Estoy totalmente de acuerdo con el Mario Tascón y la catedrática de Lengua Española Estrella Montolío, que el otro día firmaban un artículo denunciando el lenguaje oscuro y confuso al que recurre la Administración y las empresas en España. Una oscuridad que ahora se extiende a Internet, una herramienta que, según nos anuncian una y otra vez los ciberentusiastas, nos evitará colas y desplazamientos con un par de clics, pero que en muchos casos están más pensadas para liarnos, con pantallas cargadas otra vez de letra diminuta y botones que nos complican irremediablemente la elección.
La página de Ryanair o las de algunas de esas aerolíneas de bajo coste que tanto han proliferado en los últimos tiempos son un buen ejemplo de esto. Y es que hay que ser un internauta avezado para no sucumbir a sus artimañas y no acabar añadiendo a ese billete de precio sin igual un par de seguros, el alquiler de un coche o una habitación de hotel en la ciudad de destino.
Pero no está todo perdido. Tascón y Montolío nos dicen que otro mundo es posible y que se puede comprobar si uno mira cómo se comunican los organismos públicos o las corporaciones con los ciudadanos en Estados Unidos, Suecia o el Reino Unido. En esos países existe la voluntad de facilitarles las cosas a la gente, e incluso han florecido en la sociedad civil movimientos en defensa del uso del lenguaje llano en la vida económica y pública (Plain Language Movement). Creo que el lenguaje confuso y excesivamente técnico o burocrático es fruto de siglos de toscos formulismos de funcionario, pero también creo que se mantiene para perpetuar privilegios o injusticias bajo el halo de la especialización y el eufemismo.
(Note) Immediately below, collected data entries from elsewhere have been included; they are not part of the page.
//! Panel geometry and the address → panel map of a display.

use std::collections::BTreeMap;

use serde::{Deserialize, Serialize};

use crate::error::FlipdotError;

/// Rows per panel. The per-column byte layout only has room for this
/// many dots, so any other height is rejected.
pub const PANEL_HEIGHT: u32 = 7;

/// Width of the common 28×7 panel.
pub const PANEL_WIDTH: u32 = 28;

// ── Panel ────────────────────────────────────────────────────────

/// One physical tile: an address and an axis-aligned rectangle in
/// canvas coordinates.
#[derive(Debug, Clone, Copy, PartialEq, Eq, Hash, Serialize, Deserialize)]
pub struct Panel {
    pub address: u8,
    pub x: u32,
    pub y: u32,
    pub width: u32,
    pub height: u32,
}

impl Panel {
    pub fn new(address: u8, (x, y): (u32, u32), (width, height): (u32, u32)) -> Self {
        Self {
            address,
            x,
            y,
            width,
            height,
        }
    }

    pub fn origin(&self) -> (u32, u32) {
        (self.x, self.y)
    }

    pub fn size(&self) -> (u32, u32) {
        (self.width, self.height)
    }

    fn right(&self) -> u64 {
        self.x as u64 + self.width as u64
    }

    fn bottom(&self) -> u64 {
        self.y as u64 + self.height as u64
    }

    /// Whether the two rectangles share at least one pixel.
    pub fn overlaps(&self, other: &Panel) -> bool {
        (self.x as u64) < other.right()
            && (other.x as u64) < self.right()
            && (self.y as u64) < other.bottom()
            && (other.y as u64) < self.bottom()
    }
}

// ── PanelMap ─────────────────────────────────────────────────────

/// Validated, address-ordered set of panels covering one canvas.
///
/// Invariants checked at construction:
/// - every panel is [`PANEL_HEIGHT`] rows tall,
/// - every panel lies inside the canvas,
/// - no two panels overlap,
/// - addresses are unique.
#[derive(Debug, Clone, PartialEq, Eq)]
pub struct PanelMap {
    panels: BTreeMap<u8, Panel>,
}

impl PanelMap {
    /// Validate an explicit list of panels against a `width × height`
    /// canvas.
    pub fn new<I>(panels: I, width: u32, height: u32) -> Result<Self, FlipdotError>
    where
        I: IntoIterator<Item = Panel>,
    {
        let mut map = BTreeMap::new();
        for panel in panels {
            if panel.height != PANEL_HEIGHT {
                return Err(FlipdotError::PanelHeight {
                    address: panel.address,
                    height: panel.height,
                    expected: PANEL_HEIGHT,
                });
            }
            if panel.width == 0 || panel.right() > width as u64 || panel.bottom() > height as u64
            {
                return Err(FlipdotError::PanelOutOfBounds {
                    address: panel.address,
                    width,
                    height,
                });
            }
            if map.contains_key(&panel.address) {
                return Err(FlipdotError::InvalidConfig(format!(
                    "duplicate panel address {}",
                    panel.address
                )));
            }
            if let Some(other) = map.values().find(|p: &&Panel| p.overlaps(&panel)) {
                return Err(FlipdotError::PanelOverlap {
                    first: other.address,
                    second: panel.address,
                });
            }
            map.insert(panel.address, panel);
        }
        Ok(Self { panels: map })
    }

    /// One panel at address 1 covering the whole canvas.
    pub fn single(width: u32, height: u32) -> Result<Self, FlipdotError> {
        Self::new([Panel::new(1, (0, 0), (width, height))], width, height)
    }

    /// Tile a `width × height` canvas with `panel_width × panel_height`
    /// panels.
    ///
    /// Addresses start at 1 and advance along a row of panels before
    /// moving down to the next row. Only whole panels are placed.
    pub fn tiled(
        (panel_width, panel_height): (u32, u32),
        (width, height): (u32, u32),
    ) -> Result<Self, FlipdotError> {
        if panel_width == 0 || panel_height == 0 {
            return Err(FlipdotError::InvalidConfig(
                "panel size must be non-zero".into(),
            ));
        }
        let cols = width / panel_width;
        let rows = height / panel_height;
        if cols == 0 || rows == 0 {
            return Err(FlipdotError::InvalidConfig(format!(
                "{width}x{height} canvas cannot hold a {panel_width}x{panel_height} panel"
            )));
        }
        if (cols * rows) as usize > u8::MAX as usize {
            return Err(FlipdotError::InvalidConfig(format!(
                "{} panels exceed the address space",
                cols * rows
            )));
        }

        let mut panels = Vec::with_capacity((cols * rows) as usize);
        let mut address: u8 = 1;
        for row in 0..rows {
            for col in 0..cols {
                panels.push(Panel::new(
                    address,
                    (col * panel_width, row * panel_height),
                    (panel_width, panel_height),
                ));
                address = address.wrapping_add(1);
            }
        }
        Self::new(panels, width, height)
    }

    pub fn get(&self, address: u8) -> Option<&Panel> {
        self.panels.get(&address)
    }

    pub fn contains(&self, address: u8) -> bool {
        self.panels.contains_key(&address)
    }

    /// Panels in address order.
    pub fn iter(&self) -> impl Iterator<Item = &Panel> {
        self.panels.values()
    }

    pub fn addresses(&self) -> Vec<u8> {
        self.panels.keys().copied().collect()
    }

    pub fn len(&self) -> usize {
        self.panels.len()
    }

    pub fn is_empty(&self) -> bool {
        self.panels.is_empty()
    }
}

impl std::fmt::Display for PanelMap {
    fn fmt(&self, f: &mut std::fmt::Formatter<'_>) -> std::fmt::Result {
        for p in self.iter() {
            writeln!(
                f,
                "{:>3}: ({}, {}) {}x{}",
                p.address, p.x, p.y, p.width, p.height
            )?;
        }
        Ok(())
    }
}

// ── Tests ────────────────────────────────────────────────────────

#[cfg(test)]
mod tests {
    use super::*;

    #[test]
    fn tiles_rows_then_columns() {
        let map = PanelMap::tiled((28, 7), (56, 14)).unwrap();
        assert_eq!(map.len(), 4);
        assert_eq!(map.get(1).unwrap().origin(), (0, 0));
        assert_eq!(map.get(2).unwrap().origin(), (28, 0));
        assert_eq!(map.get(3).unwrap().origin(), (0, 7));
        assert_eq!(map.get(4).unwrap().origin(), (28, 7));
    }

    #[test]
    fn tiles_only_whole_panels() {
        let map = PanelMap::tiled((28, 7), (30, 20)).unwrap();
        assert_eq!(map.addresses(), vec![1, 2]);
    }

    #[test]
    fn single_covers_canvas() {
        let map = PanelMap::single(28, 7).unwrap();
        assert_eq!(map.get(1).unwrap().size(), (28, 7));
        assert!(matches!(
            PanelMap::single(28, 14),
            Err(FlipdotError::PanelHeight { height: 14, .. })
        ));
    }

    #[test]
    fn rejects_overlap() {
        let panels = [
            Panel::new(1, (0, 0), (28, 7)),
            Panel::new(2, (27, 0), (28, 7)),
        ];
        assert!(matches!(
            PanelMap::new(panels, 56, 7),
            Err(FlipdotError::PanelOverlap { first: 1, second: 2 })
        ));
    }

    #[test]
    fn rejects_out_of_bounds() {
        let panels = [Panel::new(1, (0, 1), (28, 7))];
        assert!(matches!(
            PanelMap::new(panels, 28, 7),
            Err(FlipdotError::PanelOutOfBounds { address: 1, .. })
        ));
    }

    #[test]
    fn rejects_duplicate_address() {
        let panels = [
            Panel::new(1, (0, 0), (28, 7)),
            Panel::new(1, (0, 7), (28, 7)),
        ];
        assert!(matches!(
            PanelMap::new(panels, 28, 14),
            Err(FlipdotError::InvalidConfig(_))
        ));
    }

    #[test]
    fn rejects_empty_tiling() {
        assert!(PanelMap::tiled((28, 7), (10, 7)).is_err());
        assert!(PanelMap::tiled((0, 7), (28, 7)).is_err());
    }

    #[test]
    fn adjacent_panels_do_not_overlap() {
        let a = Panel::new(1, (0, 0), (28, 7));
        let b = Panel::new(2, (28, 0), (28, 7));
        let c = Panel::new(3, (0, 7), (28, 7));
        assert!(!a.overlaps(&b));
        assert!(!a.overlaps(&c));
        assert!(a.overlaps(&a));
    }
}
En este sentido, es deber de todos pedir que, de una vez, el lenguaje llano cale la administración y en los servicios. Y es deber de los políticos, funcionarios y ejecutivos de las empresas facilitar la comunicación con los ciudadanos y los clientes. Para que algún día mi padre, un octogenario que todavía acude religiosamente y con muy buena fe a la oficina a pagar al contado sus recibos, entienda de qué le hablan, o para que mi hijo de 10 años sepa qué le dice el banco cuando le manda la críptica papeleta con el saldo de la cuenta que mi mujer y yo le acabamos de abrir. De otra manera, siempre pensaré que nos están tangando.